Es sorprendente cómo las "denominaciones de origen" pueden llegar a trastocar tu personalidad, tu vida y la de los que te rodean o quieren rodearte. Desde que naces hasta que mueres la sociedad en la que nos ha tocado vivir nos etiqueta: eres la hija de..., la nieta de..., la puta de..., la amiga de..., la novia de... Y lo peor es que el sambenito no te lo quita ni Dios. Se te acumulan las etiquetas y por mucho que cambies o te escindas de las personas por las que tienes denominación de origen, nunca serás tú, sino "la de". Yo soy la hija de Paco y Loli, la nieta de Ser, la puta de 4º de la ESO, y "la novia de". Realmente sólo las dos primeras afirmaciones son ciertas, pero YO SOY YO, una persona para empezar, indisoluble, que no necesita de ninguna etiqueta para vivir, pero las etiquetas no me dejan seguir viviendo.

miércoles, 15 de octubre de 2008


Mi blog se ha convertido en un vómito sentimental... puag!

El mundo al revés


Es increíble cómo el destino te la juega a cada paso que das. Y nunca te complace, porque nunca te deja hacer las cosas a tu manera. Él ha decidido cuáles son tus pasos y no puedes hacer nada por cambiarlos. Es el juego que nos tiene preparado el destino, el juego del mundo al revés: lo que uno quiere en cada momento es inversamente proporcional a lo que uno no quiere en ese momento. Algo así como lo que yo quiero ahora no me va a venir dado hasta que yo deje de quererlo... !Juego cruel¡ ¿Y si engañamos al destino y le hacemos creer que no queremos nada? ¿Nos devuelve todo? Igual que nosotros fingimos, todos fingen, el destino finge... el mundo está patas arriba. Dentro de X tiempo me vendrá lo que quiero ahora, pero entonces ya no lo querré.

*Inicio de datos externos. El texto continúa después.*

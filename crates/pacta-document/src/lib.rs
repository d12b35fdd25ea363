//! Document loading and chunking.
//!
//! A [`DocumentLoader`] turns a file on disk into extracted text; the
//! [`TextSplitter`] cuts that text into the overlapping fixed-size chunks
//! the analyzer sends to the model.

pub mod error;
pub mod loader;
pub mod splitter;
pub mod types;

pub use error::DocumentError;
pub use loader::{PdfLoader, TextLoader};
pub use splitter::{SplitterConfig, TextSplitter};
pub use types::{Chunk, Document, DocumentMetadata};

/// Default maximum file size: 50 MiB.
pub const DEFAULT_MAX_FILE_SIZE: u64 = 50 * 1024 * 1024;

pub trait DocumentLoader: Send + Sync {
    fn load(
        &self,
        path: &std::path::Path,
    ) -> std::pin::Pin<
        Box<dyn std::future::Future<Output = Result<Document, DocumentError>> + Send + '_>,
    >;

    fn supported_extensions(&self) -> &[&str];
}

Y ahora me viene lo que quise durante mucho tiempo... Pero se la jugué al destino, porque realmente no lo quería, ni antes ni después.

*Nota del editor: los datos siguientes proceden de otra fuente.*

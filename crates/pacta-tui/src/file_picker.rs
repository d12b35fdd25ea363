//! Fuzzy picker over the PDF files beneath the working directory.

use std::path::Path;
use std::sync::Arc;

use nucleo_matcher::pattern::{AtomKind, CaseMatching, Normalization, Pattern};
use nucleo_matcher::{Config, Matcher, Utf32Str};

const MAX_RESULTS: usize = 10;
/// Hard cap on indexed paths to bound memory on huge directory trees.
const MAX_INDEXED: usize = 50_000;

pub struct FileIndex {
    paths: Arc<Vec<String>>,
}

impl FileIndex {
    /// Walks `root` with `.gitignore` awareness, keeping only files with
    /// a `.pdf` extension. Synchronous; the picker opens rarely enough
    /// that the traversal cost is acceptable on the calling thread.
    #[must_use]
    pub fn build(root: &Path) -> Self {
        let mut paths = Vec::new();
        let walker = ignore::WalkBuilder::new(root)
            .hidden(true)
            .ignore(true)
            .git_ignore(true)
            .build();

        for entry in walker.flatten() {
            if entry.file_type().is_some_and(|ft| ft.is_file()) {
                let path = entry.path();
                if !path
                    .extension()
                    .and_then(|e| e.to_str())
                    .is_some_and(|e| e.eq_ignore_ascii_case("pdf"))
                {
                    continue;
                }
                let rel = path.strip_prefix(root).unwrap_or(path);
                if let Some(s) = rel.to_str() {
                    paths.push(s.replace('\\', "/"));
                }
                if paths.len() >= MAX_INDEXED {
                    tracing::warn!(
                        max = MAX_INDEXED,
                        root = %root.display(),
                        "file index cap reached; some files will not be searchable"
                    );
                    break;
                }
            }
        }
        paths.sort_unstable();
        Self {
            paths: Arc::new(paths),
        }
    }

    #[must_use]
    pub fn paths(&self) -> &[String] {
        &self.paths
    }

    #[must_use]
    pub fn paths_arc(&self) -> Arc<Vec<String>> {
        Arc::clone(&self.paths)
    }
}

#[derive(Clone)]
pub struct PickerMatch {
    pub path: String,
    pub score: u32,
}

pub struct FilePickerState {
    pub query: String,
    pub selected: usize,
    matches: Vec<PickerMatch>,
    index: Arc<Vec<String>>,
    matcher: Matcher,
}

impl FilePickerState {
    #[must_use]
    pub fn new(index: &FileIndex) -> Self {
        let mut state = Self {
            query: String::new(),
            selected: 0,
            matches: Vec::new(),
            index: index.paths_arc(),
            matcher: Matcher::new(Config::DEFAULT),
        };
        state.refilter();
        state
    }

    pub fn push_char(&mut self, c: char) {
        self.query.push(c);
        self.refilter();
    }

    pub fn pop_char(&mut self) {
        if self.query.pop().is_some() {
            self.refilter();
        }
    }

    #[must_use]
    pub fn matches(&self) -> &[PickerMatch] {
        &self.matches
    }

    #[must_use]
    pub fn selected_path(&self) -> Option<&str> {
        self.matches.get(self.selected).map(|m| m.path.as_str())
    }

    pub fn move_selection(&mut self, delta: i32) {
        let len = self.matches.len();
        if len == 0 {
            return;
        }
        let len_i = i32::try_from(len).unwrap_or(i32::MAX);
        let cur_i = i32::try_from(self.selected).unwrap_or(0);
        let new_i = (cur_i + delta).rem_euclid(len_i);
        self.selected = usize::try_from(new_i).unwrap_or(0);
    }

    fn refilter(&mut self) {
        self.selected = 0;
        if self.query.is_empty() {
            self.matches = self
                .index
                .iter()
                .take(MAX_RESULTS)
                .map(|p| PickerMatch {
                    path: p.clone(),
                    score: 0,
                })
                .collect();
            return;
        }

        let pattern = Pattern::new(
            &self.query,
            CaseMatching::Smart,
            Normalization::Smart,
            AtomKind::Fuzzy,
        );

        let mut scored: Vec<PickerMatch> = self
            .index
            .iter()
            .filter_map(|p| {
                let mut buf = Vec::new();
                let haystack = Utf32Str::new(p, &mut buf);
                pattern
                    .score(haystack, &mut self.matcher)
                    .map(|score| PickerMatch {
                        path: p.clone(),
                        score,
                    })
            })
            .collect();

        scored.sort_unstable_by(|a, b| b.score.cmp(&a.score));
        scored.truncate(MAX_RESULTS);
        self.matches = scored;
    }
}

martes, 14 de octubre de 2008

I´m crawling in the dark


I will dedicate and sacrifice my every-thing
for just a seconds worth of how my story's ending
and I wish I could know if the directions that I take
and all the choices that I make won't end up all for nothing.
Show me what it's for
make me understand it
I've been crawling in the dark
looking for the answer
is there something more
than what I've been handed?
I've been crawling in the dark
looking for the answer.

Help me carry on
assure me it's ok to
use my heart and not my eyes
to navigate the darkness
will the ending be
ever coming suddenly?
will I ever get to see
the ending to my story?

So when and how will I know?
How much further do I have to go?
and how much longer until I finally know?
cause I am looking and I just can't see what's in front of me
in front of me.

jueves, 9 de octubre de 2008

El fin del romanticismo

Qué daño nos han hecho las películas a las mujeres, que todavía pensamos que nuestro príncipe azul nos está esperando a la salida de casa, con un ramo de rosas rojas y bombones adelgazantes. Pensamos que nuestro príncipe nos va a mantener toda la vida, nos pedirá matrimonio tras un mes de relación, con sexo pasional y entregado, y "sí, mi vida" y "sí, mi cielo" cada vez que te llama, una de esas mil llamadas que te hará en el día, sólo para decirte "te quiero" o "sólo te llamo para saber si estás bien". Ese príncipe guapo, simpático e inteligente, pero no demasiado, por lo menos no más que tú, que en vez de en un caballo cabalga sobre un Ferrari. Qué sólo te mira a ti y no mira de reojo a ninguna pechugona cuando vais felizmente abrazados por la calle. Que te ve cansada cuando llegas de trabajar y ya te ha preparado tu comida preferida, con un mandil y nada más debajo. Ese príncipe que a los dos días ya te ha presentado a toda su familia, y encima te tratan bien. Ese príncipe no existe ni siquiera en las películas. Pero a estas alturas de la vida yo me conformo con la rana. Fuera romanticismos. Croac.